Kotz alleged that Becker could have benefited personally from a policy the lawyer advocated about how Madoff investors should be compensated for their losses.
“I had no financial interest in the position that the commission took,” Becker said in the testimony. He said he “did precisely what I was supposed to do” by seeking an opinion from the agency’s ethics lawyer that allowed him to work on the matter.
Becker and Schapiro may face a grilling at today’s joint hearing of Financial Services and Oversight and Government Reform subcommittees. Republican lawmakers have said Kotz’s findings reflect broader problems at the SEC.
“The disregard shown by the chief counsel, the ethics counsel and the chairman to the appearance of a conflict of interest raises legitimate questions about the judgment of all the SEC officers involved in this matter,” Financial Services staff members wrote in a memo prepared for committee members.
Schapiro, in her prepared remarks, faulted herself for failing to recognize the conflict presented by Becker’s inheritance, which she said she learned about when he rejoined the agency in 2009.
“While I understand that Mr. Becker did obtain clearance from the ethics counsel, I also realize that, as chairman, I need to have a broader vision that goes beyond what may be required,” she said. “I need to be acutely sensitive to any issue that could potentially interfere with the commission’s ability to fulfill its mission with the full confidence of the investing public.”

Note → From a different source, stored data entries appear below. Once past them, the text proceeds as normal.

//! Bounded LRU index over byte-weighted records.
//!
//! The index is a plain data structure: it owns no locks and performs no I/O.
//! Callers (the cache coordinator, the metadata caches) wrap it in whatever
//! synchronisation their access pattern needs and run cleanup on the records
//! `insert` evicts.

use hashlink::LinkedHashMap;
use thiserror::Error;
use tracing::trace;

/// Records stored in an [`LruIndex`] expose their byte cost.
pub trait Weighted {
    /// The number of budget bytes this record accounts for.
    fn size(&self) -> u64;
}

#[derive(Debug, Error, PartialEq, Eq)]
pub enum LruError {
    /// The record alone exceeds the whole cache budget.
    #[error("entry of {entry_bytes} bytes exceeds the cache budget of {max_bytes} bytes")]
    InvalidEntrySize { entry_bytes: u64, max_bytes: u64 },
}

/// A bounded associative container with LRU replacement.
///
/// Keys are rendered cache-key strings. Recency order lives in the linked
/// hash map (front = least recently used, back = most recently used); byte
/// accounting is maintained so that `current_bytes <= max_bytes` holds at
/// every public-method boundary.
#[derive(Debug)]
pub struct LruIndex<V> {
    entries: LinkedHashMap<String, V>,
    max_bytes: u64,
    current_bytes: u64,
}

impl<V: Weighted + Clone> LruIndex<V> {
    /// Create an index with the given byte budget.
    pub fn new(max_bytes: u64) -> Self {
        Self {
            entries: LinkedHashMap::new(),
            max_bytes,
            current_bytes: 0,
        }
    }

    /// Insert or replace the record under `key` and promote it to most
    /// recently used, then evict least-recently-used records until the index
    /// is back under budget. Evicted records are returned oldest-first; the
    /// caller owns their cleanup.
    ///
    /// A record larger than the whole budget is rejected before any mutation.
    pub fn insert(&mut self, key: String, value: V) -> Result<Vec<V>, LruError> {
        let incoming = value.size();
        if incoming > self.max_bytes {
            return Err(LruError::InvalidEntrySize {
                entry_bytes: incoming,
                max_bytes: self.max_bytes,
            });
        }

        if let Some(previous) = self.entries.remove(&key) {
            self.current_bytes -= previous.size();
        }
        self.current_bytes += incoming;
        self.entries.insert(key, value);

        let mut evicted = Vec::new();
        while self.current_bytes > self.max_bytes {
            let Some((key, value)) = self.entries.pop_front() else {
                break;
            };
            self.current_bytes -= value.size();
            trace!(key = %key, bytes = value.size(), "evicting least recently used entry");
            evicted.push(value);
        }
        Ok(evicted)
    }

    /// Look up `key` and promote it to most recently used.
    pub fn lookup(&mut self, key: &str) -> Option<V> {
        // remove + insert refreshes the entry's position in the linked list.
        let value = self.entries.remove(key)?;
        let out = value.clone();
        self.entries.insert(key.to_owned(), value);
        Some(out)
    }

    /// Look up `key` without touching recency.
    pub fn lookup_peek(&self, key: &str) -> Option<V> {
        self.entries.get(key).cloned()
    }

    /// Replace the record under `key` without touching recency. The
    /// replacement must have the same byte cost; returns whether the record
    /// was updated.
    pub fn update_in_place(&mut self, key: &str, value: V) -> bool {
        match self.entries.get_mut(key) {
            Some(slot) if slot.size() == value.size() => {
                *slot = value;
                true
            }
            _ => false,
        }
    }

    /// Remove and return the record under `key`.
    pub fn erase(&mut self, key: &str) -> Option<V> {
        let value = self.entries.remove(key)?;
        self.current_bytes -= value.size();
        Some(value)
    }

    /// Remove and return every record whose key starts with `prefix`.
    /// Return order is unspecified.
    pub fn erase_prefix(&mut self, prefix: &str) -> Vec<V> {
        let keys: Vec<String> = self
            .entries
            .keys()
            .filter(|key| key.starts_with(prefix))
            .cloned()
            .collect();
        keys.iter().filter_map(|key| self.erase(key)).collect()
    }

    /// Remove every record. Returned records are the caller's to clean up.
    pub fn clear(&mut self) -> Vec<V> {
        self.current_bytes = 0;
        let mut drained = Vec::with_capacity(self.entries.len());
        while let Some((_, value)) = self.entries.pop_front() {
            drained.push(value);
        }
        drained
    }

    /// Total bytes currently accounted for.
    pub fn current_bytes(&self) -> u64 {
        self.current_bytes
    }

    /// The configured byte budget.
    pub fn max_bytes(&self) -> u64 {
        self.max_bytes
    }

    /// Number of records in the index.
    pub fn entry_count(&self) -> usize {
        self.entries.len()
    }
}

#[cfg(test)]
mod tests {
    use super::*;

    #[derive(Debug, Clone, PartialEq, Eq)]
    struct TestRecord {
        tag: &'static str,
        bytes: u64,
    }

    impl Weighted for TestRecord {
        fn size(&self) -> u64 {
            self.bytes
        }
    }

    fn record(tag: &'static str, bytes: u64) -> TestRecord {
        TestRecord { tag, bytes }
    }

    #[test]
    fn insert_then_lookup_returns_value() {
        let mut index = LruIndex::new(1024);
        index.insert("k".to_owned(), record("v", 10)).expect("insert");
        assert_eq!(index.lookup("k"), Some(record("v", 10)));
    }

    #[test]
    fn evicts_least_recently_used_first() {
        // Budget 1024: 600 + 400 fit, adding 100 pushes the oldest out.
        let mut index = LruIndex::new(1024);
        assert!(index.insert("k1".to_owned(), record("a", 600)).expect("k1").is_empty());
        assert!(index.insert("k2".to_owned(), record("b", 400)).expect("k2").is_empty());

        let evicted = index.insert("k3".to_owned(), record("c", 100)).expect("k3");
        assert_eq!(evicted, vec![record("a", 600)], "k1 is the LRU entry");
        assert_eq!(index.lookup_peek("k1"), None);
        assert_eq!(index.current_bytes(), 500);
    }

    #[test]
    fn single_insert_may_evict_multiple_entries() {
        let mut index = LruIndex::new(1024);
        for (key, tag) in [("a", "a"), ("b", "b"), ("c", "c"), ("d", "d")] {
            assert!(index.insert(key.to_owned(), record(tag, 200)).expect("warm").is_empty());
        }

        let evicted = index.insert("e".to_owned(), record("e", 600)).expect("e");
        assert_eq!(
            evicted,
            vec![record("a", 200), record("b", 200)],
            "evictions come back oldest-first"
        );
        assert_eq!(index.current_bytes(), 1000);
        assert_eq!(index.entry_count(), 3);
    }

    #[test]
    fn lookup_promotes_entry() {
        let mut index = LruIndex::new(400);
        index.insert("a".to_owned(), record("a", 200)).expect("a");
        index.insert("b".to_owned(), record("b", 200)).expect("b");

        // Touch "a" so "b" becomes the eviction candidate.
        assert!(index.lookup("a").is_some());

        let evicted = index.insert("c".to_owned(), record("c", 200)).expect("c");
        assert_eq!(evicted, vec![record("b", 200)]);
        assert!(index.lookup_peek("a").is_some());
    }

    #[test]
    fn lookup_peek_does_not_promote() {
        let mut index = LruIndex::new(400);
        index.insert("a".to_owned(), record("a", 200)).expect("a");
        index.insert("b".to_owned(), record("b", 200)).expect("b");

        assert!(index.lookup_peek("a").is_some());

        let evicted = index.insert("c".to_owned(), record("c", 200)).expect("c");
        assert_eq!(evicted, vec![record("a", 200)], "peek must not refresh recency");
    }

    #[test]
    fn reinsert_replaces_value_and_adjusts_bytes() {
        let mut index = LruIndex::new(1024);
        index.insert("k".to_owned(), record("v1", 300)).expect("v1");
        index.insert("k".to_owned(), record("v2", 500)).expect("v2");

        assert_eq!(index.entry_count(), 1);
        assert_eq!(index.current_bytes(), 500);
        assert_eq!(index.lookup_peek("k"), Some(record("v2", 500)));
    }

    #[test]
    fn oversized_entry_is_rejected_without_mutation() {
        let mut index = LruIndex::new(100);
        index.insert("small".to_owned(), record("s", 40)).expect("small");

        let err = index.insert("big".to_owned(), record("b", 101)).expect_err("too big");
        assert_eq!(
            err,
            LruError::InvalidEntrySize {
                entry_bytes: 101,
                max_bytes: 100
            }
        );
        assert_eq!(index.current_bytes(), 40, "failed insert must not mutate");
        assert!(index.lookup_peek("big").is_none());
        assert!(index.lookup_peek("small").is_some());
    }

    #[test]
    fn unbounded_index_never_evicts() {
        let mut index = LruIndex::new(u64::MAX);
        for i in 0..64u64 {
            let evicted = index
                .insert(format!("k{i}"), record("v", u64::MAX / 128))
                .expect("insert");
            assert!(evicted.is_empty());
        }
        assert_eq!(index.entry_count(), 64);
    }

    #[test]
    fn update_in_place_keeps_recency_and_requires_same_size() {
        let mut index = LruIndex::new(400);
        index.insert("a".to_owned(), record("a", 200)).expect("a");
        index.insert("b".to_owned(), record("b", 200)).expect("b");

        assert!(index.update_in_place("a", record("a2", 200)));
        assert!(!index.update_in_place("a", record("a3", 100)), "size must match");
        assert!(!index.update_in_place("missing", record("x", 10)));

        // "a" was updated but not promoted, so it is still the LRU entry.
        let evicted = index.insert("c".to_owned(), record("c", 200)).expect("c");
        assert_eq!(evicted, vec![record("a2", 200)]);
    }

    #[test]
    fn erase_removes_entry() {
        let mut index = LruIndex::new(1024);
        index.insert("k".to_owned(), record("v", 100)).expect("insert");

        assert_eq!(index.erase("k"), Some(record("v", 100)));
        assert_eq!(index.lookup_peek("k"), None);
        assert_eq!(index.current_bytes(), 0);
        assert_eq!(index.erase("k"), None, "second erase is a no-op");
    }

    #[test]
    fn erase_prefix_removes_exactly_matching_keys() {
        let mut index = LruIndex::new(u64::MAX);
        index.insert("buk1ts/a/f1".to_owned(), record("f1", 10)).expect("f1");
        index.insert("buk1ts/a/f2".to_owned(), record("f2", 10)).expect("f2");
        index.insert("buk1ts/b/f3".to_owned(), record("f3", 10)).expect("f3");

        let erased = index.erase_prefix("buk1ts/a/");
        assert_eq!(erased.len(), 2);
        assert!(index.lookup_peek("buk1ts/a/f1").is_none());
        assert!(index.lookup_peek("buk1ts/a/f2").is_none());
        assert!(index.lookup_peek("buk1ts/b/f3").is_some());
        assert_eq!(index.current_bytes(), 10);
    }

    #[test]
    fn clear_drains_everything() {
        let mut index = LruIndex::new(1024);
        index.insert("a".to_owned(), record("a", 100)).expect("a");
        index.insert("b".to_owned(), record("b", 100)).expect("b");

        let drained = index.clear();
        assert_eq!(drained.len(), 2);
        assert_eq!(index.entry_count(), 0);
        assert_eq!(index.current_bytes(), 0);
    }
}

The SEC has been trying to restore its reputation after acknowledging that it missed opportunities to uncover Madoff’s decades-long fraud years before it unraveled in 2008. More recently, the commission has been under fire for destroying some enforcement documents and bungling a $557 million lease for new office space.
The agency’s troubles have been magnified as it grapples with writing dozens of new rules required by the Dodd-Frank regulatory overhaul, many of which are past due.
Kotz began his probe in March after Becker and his brothers were sued by the court-appointed trustee in the Madoff bankruptcy case to recover $1.5 million in what he termed fictitious profits from the inherited account.
When Becker joined the agency in 2009, he told Schapiro and William Lenox, then the agency’s ethics counsel, about his family’s Madoff investment, which had been liquidated after his mother’s death. Lenox told Becker in May 2009 that he didn’t have a financial conflict of interest and could work on the policy for compensating the victims.
Schapiro said the agency has already taken steps to overhaul the ethics office and the process for reviewing possible conflicts.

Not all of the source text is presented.